Problem details —
Search the records for the word "FormatEvent" and copy each line in which it appears.

Stored data entries —

-----

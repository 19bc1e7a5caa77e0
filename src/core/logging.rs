//! JSON logger bootstrap.
//!
//! Every record is a single JSON object per line with fixed keys:
//!
//! ```text
//! {"level":"info","time":"2024-05-01T12:00:00.000Z","name":"dapr-client","caller":"client/state.rs:88","msg":"state saved","store":"statestore"}
//! ```
//!
//! [`setup_logger`] registers the process-wide subscriber once at startup.
//! [`build_subscriber`] returns one without installing it, which is what the
//! tests use together with `tracing::subscriber::with_default`.

use chrono::{DateTime, FixedOffset, Local, NaiveDateTime, Offset, SecondsFormat, TimeZone};
use once_cell::sync::OnceCell;
use serde_json::{Map, Number, Value};
use std::fmt;
use std::io;
use std::sync::{Arc, Mutex};
use std::time::Duration;
use tracing::field::{Field, Visit};
use tracing::{Event, Level, Subscriber};
use tracing_subscriber::fmt::format::Writer;
use tracing_subscriber::fmt::{FmtContext, FormatEvent, FormatFields, MakeWriter};
use tracing_subscriber::registry::LookupSpan;
use tracing_subscriber::EnvFilter;

/// Logger name (tracing target) used by everything the client emits.
pub const LOGGER_NAME: &str = "dapr-client";

/// How the level is rendered.
#[derive(Debug, Clone, Copy, PartialEq, Eq, Default)]
pub enum LevelEncoder {
    /// `info`
    #[default]
    Lowercase,
    /// `INFO`
    Capital,
}

impl LevelEncoder {
    pub fn encode(&self, level: &Level) -> &'static str {
        match self {
            LevelEncoder::Capital => level.as_str(),
            LevelEncoder::Lowercase => match *level {
                Level::TRACE => "trace",
                Level::DEBUG => "debug",
                Level::INFO => "info",
                Level::WARN => "warn",
                _ => "error",
            },
        }
    }
}

/// How the record timestamp is rendered.
#[derive(Debug, Clone, Copy, PartialEq, Eq, Default)]
pub enum TimeEncoder {
    /// `2024-05-01T12:00:00.000+0200`, local time with millisecond precision.
    /// A zero offset renders as `Z`.
    #[default]
    Iso8601,
    /// `2024-05-01T12:00:00+02:00`
    Rfc3339,
    /// Floating point seconds since the Unix epoch.
    EpochSeconds,
}

pub const ISO8601_FORMAT: &str = "%Y-%m-%dT%H:%M:%S%.3f%z";
const ISO8601_UTC_FORMAT: &str = "%Y-%m-%dT%H:%M:%S%.3fZ";

/// ISO8601 with milliseconds; UTC is written as `Z` instead of `+0000`.
pub fn iso8601<Tz: TimeZone>(at: &DateTime<Tz>) -> String
where
    Tz::Offset: fmt::Display,
{
    if at.offset().fix().local_minus_utc() == 0 {
        at.format(ISO8601_UTC_FORMAT).to_string()
    } else {
        at.format(ISO8601_FORMAT).to_string()
    }
}

/// Parses what [`iso8601`] writes.
pub fn parse_iso8601(s: &str) -> Option<DateTime<FixedOffset>> {
    match s.strip_suffix('Z') {
        Some(utc) => NaiveDateTime::parse_from_str(utc, "%Y-%m-%dT%H:%M:%S%.3f")
            .ok()
            .map(|naive| naive.and_utc().fixed_offset()),
        None => DateTime::parse_from_str(s, ISO8601_FORMAT).ok(),
    }
}

impl TimeEncoder {
    pub fn encode(&self, at: DateTime<Local>) -> Value {
        match self {
            TimeEncoder::Iso8601 => Value::String(iso8601(&at)),
            TimeEncoder::Rfc3339 => Value::String(at.to_rfc3339_opts(SecondsFormat::Secs, false)),
            TimeEncoder::EpochSeconds => {
                let secs = at.timestamp() as f64 + f64::from(at.timestamp_subsec_nanos()) / 1e9;
                float(secs)
            }
        }
    }
}

/// How `Duration` field values are rendered.
#[derive(Debug, Clone, Copy, PartialEq, Eq, Default)]
pub enum DurationEncoder {
    /// Floating point seconds.
    #[default]
    Seconds,
    /// Floating point milliseconds.
    Millis,
    /// Integer nanoseconds.
    Nanos,
    /// The human readable form, e.g. `1.5s`.
    String,
}

impl DurationEncoder {
    pub fn encode(&self, d: Duration) -> Value {
        match self {
            DurationEncoder::Seconds => float(d.as_secs_f64()),
            DurationEncoder::Millis => float(d.as_secs_f64() * 1e3),
            DurationEncoder::Nanos => {
                Value::Number(Number::from(u64::try_from(d.as_nanos()).unwrap_or(u64::MAX)))
            }
            DurationEncoder::String => Value::String(format!("{d:?}")),
        }
    }
}

/// How the source location is rendered.
#[derive(Debug, Clone, Copy, PartialEq, Eq, Default)]
pub enum CallerEncoder {
    /// `client/state.rs:88`: parent directory, file and line.
    #[default]
    Short,
    /// `src/client/state.rs:88`
    Full,
}

impl CallerEncoder {
    pub fn encode(&self, file: &str, line: Option<u32>) -> String {
        let path = match self {
            CallerEncoder::Full => file,
            CallerEncoder::Short => short_path(file),
        };
        match line {
            Some(line) => format!("{path}:{line}"),
            None => path.to_string(),
        }
    }
}

fn short_path(file: &str) -> &str {
    let mut seps = file.rmatch_indices(['/', '\\']).map(|(i, _)| i);
    match (seps.next(), seps.next()) {
        (Some(_), Some(parent)) => &file[parent + 1..],
        _ => file,
    }
}

/// Field names and encoders of the JSON output. An empty key drops the field.
#[derive(Debug, Clone, PartialEq, Eq)]
pub struct EncoderConfig {
    pub message_key: String,
    pub level_key: String,
    pub time_key: String,
    pub name_key: String,
    pub caller_key: String,
    pub stacktrace_key: String,
    pub line_ending: String,
    pub encode_level: LevelEncoder,
    pub encode_time: TimeEncoder,
    pub encode_duration: DurationEncoder,
    pub encode_caller: CallerEncoder,
}

impl Default for EncoderConfig {
    fn default() -> Self {
        Self {
            message_key: "msg".to_string(),
            level_key: "level".to_string(),
            time_key: "time".to_string(),
            name_key: "name".to_string(),
            caller_key: "caller".to_string(),
            stacktrace_key: "stacktrace".to_string(),
            line_ending: "\n".to_string(),
            encode_level: LevelEncoder::Lowercase,
            encode_time: TimeEncoder::Iso8601,
            encode_duration: DurationEncoder::Seconds,
            encode_caller: CallerEncoder::Short,
        }
    }
}

/// Encoder plus level policy.
#[derive(Debug, Clone)]
pub struct LoggerOptions {
    pub encoder: EncoderConfig,
    /// Development mode enables `debug` and attaches stacktraces from `warn` up.
    pub development: bool,
    /// `EnvFilter` directives; the development/production default level when unset.
    pub filter: Option<String>,
}

impl LoggerOptions {
    pub fn development() -> Self {
        Self {
            encoder: EncoderConfig::default(),
            development: true,
            filter: None,
        }
    }

    pub fn production() -> Self {
        Self {
            development: false,
            ..Self::development()
        }
    }

    fn env_filter(&self) -> EnvFilter {
        let fallback = if self.development { "debug" } else { "info" };
        self.filter
            .as_deref()
            .and_then(|directives| EnvFilter::try_new(directives).ok())
            .unwrap_or_else(|| EnvFilter::new(fallback))
    }

    fn stacktrace_level(&self) -> Level {
        if self.development {
            Level::WARN
        } else {
            Level::ERROR
        }
    }
}

impl Default for LoggerOptions {
    fn default() -> Self {
        Self::development()
    }
}

/// `FormatEvent` that writes one JSON object per event using an [`EncoderConfig`].
#[derive(Debug, Clone)]
pub struct JsonFormat {
    config: EncoderConfig,
    stacktrace_level: Level,
}

impl JsonFormat {
    pub fn new(config: EncoderConfig, stacktrace_level: Level) -> Self {
        Self {
            config,
            stacktrace_level,
        }
    }

    fn insert(&self, map: &mut Map<String, Value>, key: &str, value: Value) {
        if !key.is_empty() {
            map.insert(key.to_string(), value);
        }
    }

    /// Builds the JSON object for one event, stamped with `now`.
    pub fn encode_event(&self, event: &Event<'_>, now: DateTime<Local>) -> Map<String, Value> {
        let meta = event.metadata();
        let cfg = &self.config;

        let mut visitor = JsonVisitor::new(cfg.encode_duration);
        event.record(&mut visitor);

        let mut map = Map::new();
        self.insert(&mut map, &cfg.level_key, Value::from(cfg.encode_level.encode(meta.level())));
        self.insert(&mut map, &cfg.time_key, cfg.encode_time.encode(now));
        self.insert(&mut map, &cfg.name_key, Value::from(meta.target()));
        if let Some(file) = meta.file() {
            self.insert(&mut map, &cfg.caller_key, Value::from(cfg.encode_caller.encode(file, meta.line())));
        }
        if let Some(message) = visitor.message.take() {
            self.insert(&mut map, &cfg.message_key, Value::from(message));
        }
        for (key, value) in visitor.fields {
            // Fixed keys take precedence over event fields of the same name.
            map.entry(key).or_insert(value);
        }
        if *meta.level() <= self.stacktrace_level {
            let trace = std::backtrace::Backtrace::force_capture().to_string();
            self.insert(&mut map, &cfg.stacktrace_key, Value::from(trace));
        }
        map
    }
}

impl<S, N> FormatEvent<S, N> for JsonFormat
where
    S: Subscriber + for<'a> LookupSpan<'a>,
    N: for<'a> FormatFields<'a> + 'static,
{
    fn format_event(
        &self,
        _ctx: &FmtContext<'_, S, N>,
        mut writer: Writer<'_>,
        event: &Event<'_>,
    ) -> fmt::Result {
        let map = self.encode_event(event, Local::now());
        let line = serde_json::to_string(&Value::Object(map)).map_err(|_| fmt::Error)?;
        writer.write_str(&line)?;
        writer.write_str(&self.config.line_ending)
    }
}

/// Collects the message and the structured fields of an event.
struct JsonVisitor {
    message: Option<String>,
    fields: Map<String, Value>,
    durations: DurationEncoder,
}

impl JsonVisitor {
    fn new(durations: DurationEncoder) -> Self {
        Self {
            message: None,
            fields: Map::new(),
            durations,
        }
    }

    fn put(&mut self, field: &Field, value: Value) {
        if field.name() == "message" {
            self.message = Some(match value {
                Value::String(s) => s,
                other => other.to_string(),
            });
        } else if !field.name().starts_with("log.") {
            self.fields.insert(field.name().to_string(), value);
        }
    }
}

impl Visit for JsonVisitor {
    fn record_f64(&mut self, field: &Field, value: f64) {
        self.put(field, float(value));
    }

    fn record_i64(&mut self, field: &Field, value: i64) {
        self.put(field, Value::from(value));
    }

    fn record_u64(&mut self, field: &Field, value: u64) {
        self.put(field, Value::from(value));
    }

    fn record_bool(&mut self, field: &Field, value: bool) {
        self.put(field, Value::from(value));
    }

    fn record_str(&mut self, field: &Field, value: &str) {
        self.put(field, Value::from(value));
    }

    fn record_error(&mut self, field: &Field, value: &(dyn std::error::Error + 'static)) {
        self.put(field, Value::from(value.to_string()));
    }

    fn record_debug(&mut self, field: &Field, value: &dyn fmt::Debug) {
        let rendered = format!("{value:?}");
        if field.name() != "message" {
            if let Some(d) = parse_duration_field(&rendered) {
                let encoded = self.durations.encode(d);
                self.put(field, encoded);
                return;
            }
        }
        self.put(field, Value::from(rendered));
    }
}

/// A `Duration` the JSON logger renders with its duration encoder.
///
/// `tracing` has no duration value type and renders plain `?d` and `%d`
/// fields as text, so durations are marked explicitly:
///
/// ```
/// use std::time::Duration;
/// use dapr_sdk::logging::duration;
///
/// tracing::info!(elapsed = duration(Duration::from_millis(1500)), "done");
/// ```
#[derive(Clone, Copy, PartialEq, Eq)]
pub struct LogDuration(pub Duration);

impl fmt::Debug for LogDuration {
    fn fmt(&self, f: &mut fmt::Formatter<'_>) -> fmt::Result {
        write!(f, "Duration {{ secs: {}, nanos: {} }}", self.0.as_secs(), self.0.subsec_nanos())
    }
}

/// Marks `d` as a duration field value.
pub fn duration(d: Duration) -> tracing::field::DebugValue<LogDuration> {
    tracing::field::debug(LogDuration(d))
}

/// Reads back the rendering of a [`LogDuration`].
pub fn parse_duration_field(s: &str) -> Option<Duration> {
    let rest = s.strip_prefix("Duration { secs: ")?.strip_suffix(" }")?;
    let (secs, nanos) = rest.split_once(", nanos: ")?;
    let digits = |p: &str| !p.is_empty() && p.bytes().all(|b| b.is_ascii_digit());
    if !digits(secs) || !digits(nanos) {
        return None;
    }
    let nanos: u32 = nanos.parse().ok()?;
    if nanos >= 1_000_000_000 {
        return None;
    }
    Some(Duration::new(secs.parse().ok()?, nanos))
}

fn float(value: f64) -> Value {
    Number::from_f64(value)
        .map(Value::Number)
        .unwrap_or_else(|| Value::String(value.to_string()))
}

/// Builds the subscriber without installing it.
pub fn build_subscriber<W>(options: LoggerOptions, out: W) -> impl Subscriber + Send + Sync + 'static
where
    W: for<'a> MakeWriter<'a> + Send + Sync + 'static,
{
    let format = JsonFormat::new(options.encoder.clone(), options.stacktrace_level());
    tracing_subscriber::fmt()
        .with_env_filter(options.env_filter())
        .event_format(format)
        .with_writer(out)
        .finish()
}

static INSTALLED: OnceCell<()> = OnceCell::new();

/// Installs the process-wide logger with the given options. Only the first
/// call has an effect; returns whether this call installed it.
pub fn init_logger<W>(options: LoggerOptions, out: W) -> bool
where
    W: for<'a> MakeWriter<'a> + Send + Sync + 'static,
{
    let mut installed = false;
    INSTALLED.get_or_init(|| {
        installed = tracing::subscriber::set_global_default(build_subscriber(options, out)).is_ok();
    });
    if installed {
        tracing::debug!(target: LOGGER_NAME, "logger configured");
    }
    installed
}

/// Configures the development-mode JSON logger writing to `out`.
///
/// `RUST_LOG` overrides the default `debug` level when set.
pub fn setup_logger<W>(out: W)
where
    W: for<'a> MakeWriter<'a> + Send + Sync + 'static,
{
    let options = LoggerOptions {
        filter: std::env::var(EnvFilter::DEFAULT_ENV).ok(),
        ..LoggerOptions::development()
    };
    init_logger(options, out);
}

/// In-memory sink, mostly for capturing log output in tests.
#[derive(Debug, Clone, Default)]
pub struct SharedBuffer(Arc<Mutex<Vec<u8>>>);

impl SharedBuffer {
    pub fn new() -> Self {
        Self::default()
    }

    pub fn contents(&self) -> String {
        let bytes = self.0.lock().map(|b| b.clone()).unwrap_or_default();
        String::from_utf8_lossy(&bytes).into_owned()
    }

    /// Parses every line written so far as a JSON object.
    pub fn records(&self) -> Vec<Map<String, Value>> {
        self.contents()
            .lines()
            .filter_map(|line| match serde_json::from_str::<Value>(line) {
                Ok(Value::Object(map)) => Some(map),
                _ => None,
            })
            .collect()
    }
}

impl io::Write for SharedBuffer {
    fn write(&mut self, buf: &[u8]) -> io::Result<usize> {
        let mut inner = self
            .0
            .lock()
            .map_err(|_| io::Error::new(io::ErrorKind::Other, "log buffer poisoned"))?;
        inner.extend_from_slice(buf);
        Ok(buf.len())
    }

    fn flush(&mut self) -> io::Result<()> {
        Ok(())
    }
}

impl<'a> MakeWriter<'a> for SharedBuffer {
    type Writer = SharedBuffer;

    fn make_writer(&'a self) -> Self::Writer {
        self.clone()
    }
}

-----

Task solution —
use tracing_subscriber::fmt::{FmtContext, FormatEvent, FormatFields, MakeWriter};
/// `FormatEvent` that writes one JSON object per event using an [`EncoderConfig`].
impl<S, N> FormatEvent<S, N> for JsonFormat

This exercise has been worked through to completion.